PROBLEM:
Only lines holding "struct" are needed; copy each of them from the data below.

Stored items:
■ ■ ■

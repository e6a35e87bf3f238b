//! Seams between the playback engine and Discord.
//!
//! The session only talks to the traits in this module; the songbird and
//! serenity implementations live here as well so the rest of the engine can be
//! exercised without a gateway connection.

use async_trait::async_trait;
use parking_lot::Mutex;
use serenity::{
    builder::{CreateEmbed, CreateMessage},
    http::Http,
    model::id::{ChannelId, GuildId},
};
use songbird::{
    input::Input, tracks::TrackHandle, Call, Event, EventContext,
    EventHandler as VoiceEventHandler, Songbird, TrackEvent,
};
use std::sync::{
    atomic::{AtomicBool, Ordering},
    Arc,
};
use tokio::sync::mpsc::UnboundedSender;
use tracing::{debug, error, info, warn};

use super::error::PlayerError;

/// Message posted by the backend when a track stops producing audio.
#[derive(Debug, Clone, PartialEq, Eq)]
pub struct PlaybackEvent {
    pub generation: u64,
    pub error: Option<String>,
}

/// One-shot completion callback handed to the backend with each track.
///
/// Clones share the same flag, so however many backend events fire for a
/// track (end, error, stop), the session is woken exactly once.
#[derive(Debug, Clone)]
pub struct CompletionSignal {
    generation: u64,
    sender: UnboundedSender<PlaybackEvent>,
    fired: Arc<AtomicBool>,
}

impl CompletionSignal {
    pub fn new(generation: u64, sender: UnboundedSender<PlaybackEvent>) -> Self {
        Self {
            generation,
            sender,
            fired: Arc::new(AtomicBool::new(false)),
        }
    }

    pub fn generation(&self) -> u64 {
        self.generation
    }

    /// Reports the end of the track. Returns false if it was already reported.
    pub fn finish(&self, error: Option<String>) -> bool {
        if self.fired.swap(true, Ordering::AcqRel) {
            return false;
        }
        // The receiver only disappears once the session is gone.
        let _ = self.sender.send(PlaybackEvent {
            generation: self.generation,
            error,
        });
        true
    }
}

/// An established voice connection for one guild.
#[async_trait]
pub trait VoiceConnection: Send + Sync {
    fn channel_id(&self) -> ChannelId;

    /// Starts streaming `source`, replacing anything currently playing.
    /// `on_finish` must be triggered when the stream ends for any reason.
    async fn play(&self, source: Input, on_finish: CompletionSignal) -> Result<(), PlayerError>;

    async fn pause(&self) -> Result<(), PlayerError>;

    async fn resume(&self) -> Result<(), PlayerError>;

    /// Stops the current stream, which fires its completion signal.
    async fn stop(&self) -> Result<(), PlayerError>;

    /// Moves the connection to another channel of the same guild, keeping
    /// the current stream.
    async fn move_to(&self, channel_id: ChannelId) -> Result<(), PlayerError>;

    async fn disconnect(&self) -> Result<(), PlayerError>;
}

/// Capability to join voice channels.
#[async_trait]
pub trait VoiceGateway: Send + Sync {
    async fn join(
        &self,
        guild_id: GuildId,
        channel_id: ChannelId,
    ) -> Result<Arc<dyn VoiceConnection>, PlayerError>;
}

/// Where a session posts its notices.
#[async_trait]
pub trait ChannelNotifier: Send + Sync {
    async fn send_text(&self, text: &str);

    async fn send_embed(&self, embed: CreateEmbed);
}

pub struct SongbirdGateway {
    manager: Arc<Songbird>,
}

impl SongbirdGateway {
    pub fn new(manager: Arc<Songbird>) -> Self {
        Self { manager }
    }
}

#[async_trait]
impl VoiceGateway for SongbirdGateway {
    async fn join(
        &self,
        guild_id: GuildId,
        channel_id: ChannelId,
    ) -> Result<Arc<dyn VoiceConnection>, PlayerError> {
        let call = self.manager.join(guild_id, channel_id).await.map_err(|e| {
            error!("Error joining voice channel {} in guild {}: {:?}", channel_id, guild_id, e);
            PlayerError::Internal(anyhow::anyhow!("failed to join voice channel: {}", e))
        })?;

        {
            let mut handler = call.lock().await;
            if let Err(e) = handler.deafen(true).await {
                warn!("Could not self-deafen in guild {}: {:?}", guild_id, e);
            }
        }

        info!("🔊 Connected to voice channel {} in guild {}", channel_id, guild_id);
        Ok(Arc::new(SongbirdConnection {
            manager: Arc::clone(&self.manager),
            guild_id,
            channel_id: Mutex::new(channel_id),
            call,
            current: Mutex::new(None),
        }))
    }
}

/// Voice connection backed by a songbird [`Call`].
pub struct SongbirdConnection {
    manager: Arc<Songbird>,
    guild_id: GuildId,
    channel_id: Mutex<ChannelId>,
    call: Arc<tokio::sync::Mutex<Call>>,
    current: Mutex<Option<TrackHandle>>,
}

impl SongbirdConnection {
    fn current_track(&self) -> Result<TrackHandle, PlayerError> {
        self.current.lock().clone().ok_or(PlayerError::NothingPlaying)
    }
}

#[async_trait]
impl VoiceConnection for SongbirdConnection {
    fn channel_id(&self) -> ChannelId {
        *self.channel_id.lock()
    }

    async fn play(&self, source: Input, on_finish: CompletionSignal) -> Result<(), PlayerError> {
        let handle = {
            let mut handler = self.call.lock().await;
            handler.play_only_input(source)
        };

        for event in [TrackEvent::End, TrackEvent::Error] {
            handle
                .add_event(
                    Event::Track(event),
                    TrackCompletionNotifier {
                        guild_id: self.guild_id,
                        signal: on_finish.clone(),
                    },
                )
                .map_err(|e| PlayerError::PlaybackBackend(e.to_string()))?;
        }

        *self.current.lock() = Some(handle);
        Ok(())
    }

    async fn pause(&self) -> Result<(), PlayerError> {
        self.current_track()?
            .pause()
            .map_err(|e| PlayerError::PlaybackBackend(e.to_string()))
    }

    async fn resume(&self) -> Result<(), PlayerError> {
        self.current_track()?
            .play()
            .map_err(|e| PlayerError::PlaybackBackend(e.to_string()))
    }

    async fn stop(&self) -> Result<(), PlayerError> {
        if let Some(handle) = self.current.lock().take() {
            // A track that already ended reports an error here; nothing to do.
            if let Err(e) = handle.stop() {
                debug!("Stopping finished track in guild {}: {:?}", self.guild_id, e);
            }
        }
        Ok(())
    }

    async fn move_to(&self, channel_id: ChannelId) -> Result<(), PlayerError> {
        // Joining with an existing call moves it.
        self.manager.join(self.guild_id, channel_id).await.map_err(|e| {
            PlayerError::Internal(anyhow::anyhow!("failed to move to voice channel: {}", e))
        })?;
        *self.channel_id.lock() = channel_id;
        info!("🔀 Moved to voice channel {} in guild {}", channel_id, self.guild_id);
        Ok(())
    }

    async fn disconnect(&self) -> Result<(), PlayerError> {
        self.stop().await?;
        match self.manager.remove(self.guild_id).await {
            Ok(()) | Err(songbird::error::JoinError::NoCall) => {
                info!("👋 Left voice channel in guild {}", self.guild_id);
                Ok(())
            }
            Err(e) => Err(PlayerError::Internal(anyhow::anyhow!(
                "failed to leave voice channel: {}",
                e
            ))),
        }
    }
}

/// Forwards songbird track end/error events to the session.
struct TrackCompletionNotifier {
    guild_id: GuildId,
    signal: CompletionSignal,
}

#[async_trait]
impl VoiceEventHandler for TrackCompletionNotifier {
    async fn act(&self, ctx: &EventContext<'_>) -> Option<Event> {
        let mut error = None;
        if let EventContext::Track(tracks) = ctx {
            for (state, _handle) in *tracks {
                if let songbird::tracks::PlayMode::Errored(e) = &state.playing {
                    error = Some(format!("{:?}", e));
                }
            }
        }

        if self.signal.finish(error) {
            debug!(
                "Track #{} finished in guild {}",
                self.signal.generation(),
                self.guild_id
            );
        }

        None
    }
}

/// Posts session notices into a text channel.
pub struct DiscordNotifier {
    http: Arc<Http>,
    channel_id: ChannelId,
}

impl DiscordNotifier {
    pub fn new(http: Arc<Http>, channel_id: ChannelId) -> Self {
        Self { http, channel_id }
    }
}

#[async_trait]
impl ChannelNotifier for DiscordNotifier {
    async fn send_text(&self, text: &str) {
        if let Err(e) = self.channel_id.say(self.http.as_ref(), text).await {
            error!("Error sending message to channel {}: {:?}", self.channel_id, e);
        }
    }

    async fn send_embed(&self, embed: CreateEmbed) {
        let message = CreateMessage::new().embed(embed);
        if let Err(e) = self.channel_id.send_message(self.http.as_ref(), message).await {
            error!("Error sending embed to channel {}: {:?}", self.channel_id, e);
        }
    }
}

■ ■ ■

TASK RESPONSE:
pub struct PlaybackEvent {
pub struct CompletionSignal {
pub struct SongbirdGateway {
pub struct SongbirdConnection {
struct TrackCompletionNotifier {
pub struct DiscordNotifier {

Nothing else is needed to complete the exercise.